### Exercise goal
Reproduce all the data, character for character.

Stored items
Start of Block

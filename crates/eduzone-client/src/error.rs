use reqwest::StatusCode;
use thiserror::Error;

#[derive(Debug, Error)]
pub enum ClientError {
    /// The server answered 401. Never retried.
    #[error("{message}")]
    Unauthorized { message: String },

    /// Any other non-success response, decoded from the error envelope.
    #[error("{message}")]
    Api {
        status: StatusCode,
        message: String,
        fields: Vec<String>,
    },

    #[error("Network error: {0}")]
    Transport(#[from] reqwest::Error),

    #[error("Unexpected response body: {0}")]
    Decode(#[source] serde_json::Error),

    #[error("Could not encode request body: {0}")]
    Encode(#[source] serde_json::Error),

    #[error("Token store error: {0}")]
    Store(#[from] std::io::Error),

    #[error("Invalid base URL: {0}")]
    InvalidBaseUrl(String),
}

impl ClientError {
    pub fn is_unauthorized(&self) -> bool {
        matches!(self, Self::Unauthorized { .. })
    }

    /// HTTP status of the failed response, when there was one.
    pub fn status(&self) -> Option<StatusCode> {
        match self {
            Self::Unauthorized { .. } => Some(StatusCode::UNAUTHORIZED),
            Self::Api { status, .. } => Some(*status),
            Self::Transport(e) => e.status(),
            _ => None,
        }
    }
}
use dotenvy::dotenv;
use tracing::{error, info};

use eduzone::eduzone_config::AppConfig;
use eduzone::logging::init_tracing;
use eduzone::router::init_router;
use eduzone::state::init_app_state;

#[tokio::main]
async fn main() {
    dotenv().ok();

    let config = match AppConfig::from_env() {
        Ok(config) => config,
        Err(e) => {
            eprintln!("❌ Invalid configuration: {}", e);
            std::process::exit(1);
        }
    };

    if let Err(e) = init_tracing(&config.server.log_dir) {
        eprintln!(
            "❌ Failed to initialize logging in {}: {}",
            config.server.log_dir.display(),
            e
        );
        std::process::exit(1);
    }

    if let Err(e) = run(config).await {
        error!(error = %format!("{:#}", e), "Server failed");
        std::process::exit(1);
    }
}

async fn run(config: AppConfig) -> anyhow::Result<()> {
    let state = init_app_state(&config).await?;
    let app = init_router(state);

    let address = config.server.bind_address();
    let listener = tokio::net::TcpListener::bind(&address).await?;
    let port = config.server.port;

    info!(address = %address, environment = %config.server.environment, "Server listening");
    println!("🚀 Server running on http://localhost:{}", port);
    println!("🔌 API available at http://localhost:{}/api", port);
    println!("📚 Swagger UI available at http://localhost:{}/swagger-ui", port);
    println!("📖 Scalar UI available at http://localhost:{}/scalar", port);

    axum::serve(listener, app)
        .with_graceful_shutdown(shutdown_signal())
        .await?;

    info!("Server stopped");
    Ok(())
}

async fn shutdown_signal() {
    let ctrl_c = async {
        if let Err(e) = tokio::signal::ctrl_c().await {
            error!(error = %e, "Failed to listen for Ctrl-C");
        }
    };

    #[cfg(unix)]
    let terminate = async {
        match tokio::signal::unix::signal(tokio::signal::unix::SignalKind::terminate()) {
            Ok(mut signal) => {
                signal.recv().await;
            }
            Err(e) => {
                error!(error = %e, "Failed to listen for SIGTERM");
                std::future::pending::<()>().await;
            }
        }
    };

    #[cfg(not(unix))]
    let terminate = std::future::pending::<()>();

    tokio::select! {
        _ = ctrl_c => {},
        _ = terminate => {},
    }

    info!("Shutdown signal received, draining connections");
}
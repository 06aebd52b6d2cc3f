use axum::{extract::State, http::StatusCode};

use eduzone_core::{ApiResponse, AppError, Deleted};
use eduzone_models::{CreateFeedbackDto, Feedback, UpdateFeedbackStatusDto};

use crate::middleware::auth::{AuthUser, RequireAdmin};
use crate::state::AppState;
use crate::validator::{PathId, ValidatedJson};

use super::service::FeedbackService;

#[utoipa::path(
    get,
    path = "/api/feedback",
    responses(
        (status = 200, description = "All feedback, newest first", body = [Feedback]),
        (status = 401, description = "Unauthorized"),
        (status = 403, description = "Forbidden - admin only")
    ),
    tag = "Feedback",
    security(("bearer_auth" = []))
)]
pub async fn get_all_feedback(
    State(state): State<AppState>,
    RequireAdmin(_auth_user): RequireAdmin,
) -> Result<ApiResponse<Vec<Feedback>>, AppError> {
    let feedback = FeedbackService::list_feedback(&state.repos).await?;
    Ok(ApiResponse::new(feedback))
}

#[utoipa::path(
    get,
    path = "/api/feedback/{id}",
    params(
        ("id" = i64, Path, description = "Feedback ID")
    ),
    responses(
        (status = 200, description = "Feedback details", body = Feedback),
        (status = 401, description = "Unauthorized"),
        (status = 403, description = "Forbidden - admin only"),
        (status = 404, description = "Feedback not found")
    ),
    tag = "Feedback",
    security(("bearer_auth" = []))
)]
pub async fn get_feedback(
    State(state): State<AppState>,
    RequireAdmin(_auth_user): RequireAdmin,
    PathId(id): PathId,
) -> Result<ApiResponse<Feedback>, AppError> {
    let feedback = FeedbackService::get_feedback(&state.repos, id).await?;
    Ok(ApiResponse::new(feedback))
}

#[utoipa::path(
    post,
    path = "/api/feedback",
    request_body = CreateFeedbackDto,
    responses(
        (status = 201, description = "Feedback submitted with status Pending", body = Feedback),
        (status = 400, description = "Missing required fields"),
        (status = 401, description = "Unauthorized")
    ),
    tag = "Feedback",
    security(("bearer_auth" = []))
)]
pub async fn create_feedback(
    State(state): State<AppState>,
    auth_user: AuthUser,
    ValidatedJson(dto): ValidatedJson<CreateFeedbackDto>,
) -> Result<(StatusCode, ApiResponse<Feedback>), AppError> {
    let feedback = FeedbackService::create_feedback(&state.repos, &auth_user, dto).await?;
    Ok((StatusCode::CREATED, ApiResponse::new(feedback)))
}

#[utoipa::path(
    put,
    path = "/api/feedback/{id}/status",
    params(
        ("id" = i64, Path, description = "Feedback ID")
    ),
    request_body = UpdateFeedbackStatusDto,
    responses(
        (status = 200, description = "Status updated (idempotent)", body = Feedback),
        (status = 400, description = "Unknown status or refused transition"),
        (status = 401, description = "Unauthorized"),
        (status = 403, description = "Forbidden - admin only"),
        (status = 404, description = "Feedback not found")
    ),
    tag = "Feedback",
    security(("bearer_auth" = []))
)]
pub async fn update_feedback_status(
    State(state): State<AppState>,
    RequireAdmin(_auth_user): RequireAdmin,
    PathId(id): PathId,
    ValidatedJson(dto): ValidatedJson<UpdateFeedbackStatusDto>,
) -> Result<ApiResponse<Feedback>, AppError> {
    let feedback = FeedbackService::update_status(&state.repos, id, dto).await?;
    Ok(ApiResponse::new(feedback))
}

#[utoipa::path(
    delete,
    path = "/api/feedback/{id}",
    params(
        ("id" = i64, Path, description = "Feedback ID")
    ),
    responses(
        (status = 200, description = "Feedback deleted"),
        (status = 401, description = "Unauthorized"),
        (status = 403, description = "Forbidden - admin only"),
        (status = 404, description = "Feedback not found")
    ),
    tag = "Feedback",
    security(("bearer_auth" = []))
)]
pub async fn delete_feedback(
    State(state): State<AppState>,
    RequireAdmin(_auth_user): RequireAdmin,
    PathId(id): PathId,
) -> Result<ApiResponse<Deleted>, AppError> {
    FeedbackService::delete_feedback(&state.repos, id).await?;
    Ok(Deleted::ok())
}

End of Block

### Response
filename crates/eduzone-client/src/error.rs
use reqwest::StatusCode;
use thiserror::Error;

#[derive(Debug, Error)]
pub enum ClientError {
    /// The server answered 401. Never retried.
    #[error("{message}")]
    Unauthorized { message: String },

    /// Any other non-success response, decoded from the error envelope.
    #[error("{message}")]
    Api {
        status: StatusCode,
        message: String,
        fields: Vec<String>,
    },

    #[error("Network error: {0}")]
    Transport(#[from] reqwest::Error),

    #[error("Unexpected response body: {0}")]
    Decode(#[source] serde_json::Error),

    #[error("Could not encode request body: {0}")]
    Encode(#[source] serde_json::Error),

    #[error("Token store error: {0}")]
    Store(#[from] std::io::Error),

    #[error("Invalid base URL: {0}")]
    InvalidBaseUrl(String),
}

impl ClientError {
    pub fn is_unauthorized(&self) -> bool {
        matches!(self, Self::Unauthorized { .. })
    }

    /// HTTP status of the failed response, when there was one.
    pub fn status(&self) -> Option<StatusCode> {
        match self {
            Self::Unauthorized { .. } => Some(StatusCode::UNAUTHORIZED),
            Self::Api { status, .. } => Some(*status),
            Self::Transport(e) => e.status(),
            _ => None,
        }
    }
}
use dotenvy::dotenv;
use tracing::{error, info};

use eduzone::eduzone_config::AppConfig;
use eduzone::logging::init_tracing;
use eduzone::router::init_router;
use eduzone::state::init_app_state;

#[tokio::main]
async fn main() {
    dotenv().ok();

    let config = match AppConfig::from_env() {
        Ok(config) => config,
        Err(e) => {
            eprintln!("❌ Invalid configuration: {}", e);
            std::process::exit(1);
        }
    };

    if let Err(e) = init_tracing(&config.server.log_dir) {
        eprintln!(
            "❌ Failed to initialize logging in {}: {}",
            config.server.log_dir.display(),
            e
        );
        std::process::exit(1);
    }

    if let Err(e) = run(config).await {
        error!(error = %format!("{:#}", e), "Server failed");
        std::process::exit(1);
    }
}

async fn run(config: AppConfig) -> anyhow::Result<()> {
    let state = init_app_state(&config).await?;
    let app = init_router(state);

    let address = config.server.bind_address();
    let listener = tokio::net::TcpListener::bind(&address).await?;
    let port = config.server.port;

    info!(address = %address, environment = %config.server.environment, "Server listening");
    println!("🚀 Server running on http://localhost:{}", port);
    println!("🔌 API available at http://localhost:{}/api", port);
    println!("📚 Swagger UI available at http://localhost:{}/swagger-ui", port);
    println!("📖 Scalar UI available at http://localhost:{}/scalar", port);

    axum::serve(listener, app)
        .with_graceful_shutdown(shutdown_signal())
        .await?;

    info!("Server stopped");
    Ok(())
}

async fn shutdown_signal() {
    let ctrl_c = async {
        if let Err(e) = tokio::signal::ctrl_c().await {
            error!(error = %e, "Failed to listen for Ctrl-C");
        }
    };

    #[cfg(unix)]
    let terminate = async {
        match tokio::signal::unix::signal(tokio::signal::unix::SignalKind::terminate()) {
            Ok(mut signal) => {
                signal.recv().await;
            }
            Err(e) => {
                error!(error = %e, "Failed to listen for SIGTERM");
                std::future::pending::<()>().await;
            }
        }
    };

    #[cfg(not(unix))]
    let terminate = std::future::pending::<()>();

    tokio::select! {
        _ = ctrl_c => {},
        _ = terminate => {},
    }

    info!("Shutdown signal received, draining connections");
}
repository 06aebd52b6d2cc3f
use axum::{extract::State, http::StatusCode};

use eduzone_core::{ApiResponse, AppError, Deleted};
use eduzone_models::{CreateFeedbackDto, Feedback, UpdateFeedbackStatusDto};

use crate::middleware::auth::{AuthUser, RequireAdmin};
use crate::state::AppState;
use crate::validator::{PathId, ValidatedJson};

use super::service::FeedbackService;

#[utoipa::path(
    get,
    path = "/api/feedback",
    responses(
        (status = 200, description = "All feedback, newest first", body = [Feedback]),
        (status = 401, description = "Unauthorized"),
        (status = 403, description = "Forbidden - admin only")
    ),
    tag = "Feedback",
    security(("bearer_auth" = []))
)]
pub async fn get_all_feedback(
    State(state): State<AppState>,
    RequireAdmin(_auth_user): RequireAdmin,
) -> Result<ApiResponse<Vec<Feedback>>, AppError> {
    let feedback = FeedbackService::list_feedback(&state.repos).await?;
    Ok(ApiResponse::new(feedback))
}

#[utoipa::path(
    get,
    path = "/api/feedback/{id}",
    params(
        ("id" = i64, Path, description = "Feedback ID")
    ),
    responses(
        (status = 200, description = "Feedback details", body = Feedback),
        (status = 401, description = "Unauthorized"),
        (status = 403, description = "Forbidden - admin only"),
        (status = 404, description = "Feedback not found")
    ),
    tag = "Feedback",
    security(("bearer_auth" = []))
)]
pub async fn get_feedback(
    State(state): State<AppState>,
    RequireAdmin(_auth_user): RequireAdmin,
    PathId(id): PathId,
) -> Result<ApiResponse<Feedback>, AppError> {
    let feedback = FeedbackService::get_feedback(&state.repos, id).await?;
    Ok(ApiResponse::new(feedback))
}

#[utoipa::path(
    post,
    path = "/api/feedback",
    request_body = CreateFeedbackDto,
    responses(
        (status = 201, description = "Feedback submitted with status Pending", body = Feedback),
        (status = 400, description = "Missing required fields"),
        (status = 401, description = "Unauthorized")
    ),
    tag = "Feedback",
    security(("bearer_auth" = []))
)]
pub async fn create_feedback(
    State(state): State<AppState>,
    auth_user: AuthUser,
    ValidatedJson(dto): ValidatedJson<CreateFeedbackDto>,
) -> Result<(StatusCode, ApiResponse<Feedback>), AppError> {
    let feedback = FeedbackService::create_feedback(&state.repos, &auth_user, dto).await?;
    Ok((StatusCode::CREATED, ApiResponse::new(feedback)))
}

#[utoipa::path(
    put,
    path = "/api/feedback/{id}/status",
    params(
        ("id" = i64, Path, description = "Feedback ID")
    ),
    request_body = UpdateFeedbackStatusDto,
    responses(
        (status = 200, description = "Status updated (idempotent)", body = Feedback),
        (status = 400, description = "Unknown status or refused transition"),
        (status = 401, description = "Unauthorized"),
        (status = 403, description = "Forbidden - admin only"),
        (status = 404, description = "Feedback not found")
    ),
    tag = "Feedback",
    security(("bearer_auth" = []))
)]
pub async fn update_feedback_status(
    State(state): State<AppState>,
    RequireAdmin(_auth_user): RequireAdmin,
    PathId(id): PathId,
    ValidatedJson(dto): ValidatedJson<UpdateFeedbackStatusDto>,
) -> Result<ApiResponse<Feedback>, AppError> {
    let feedback = FeedbackService::update_status(&state.repos, id, dto).await?;
    Ok(ApiResponse::new(feedback))
}

#[utoipa::path(
    delete,
    path = "/api/feedback/{id}",
    params(
        ("id" = i64, Path, description = "Feedback ID")
    ),
    responses(
        (status = 200, description = "Feedback deleted"),
        (status = 401, description = "Unauthorized"),
        (status = 403, description = "Forbidden - admin only"),
        (status = 404, description = "Feedback not found")
    ),
    tag = "Feedback",
    security(("bearer_auth" = []))
)]
pub async fn delete_feedback(
    State(state): State<AppState>,
    RequireAdmin(_auth_user): RequireAdmin,
    PathId(id): PathId,
) -> Result<ApiResponse<Deleted>, AppError> {
    FeedbackService::delete_feedback(&state.repos, id).await?;
    Ok(Deleted::ok())
}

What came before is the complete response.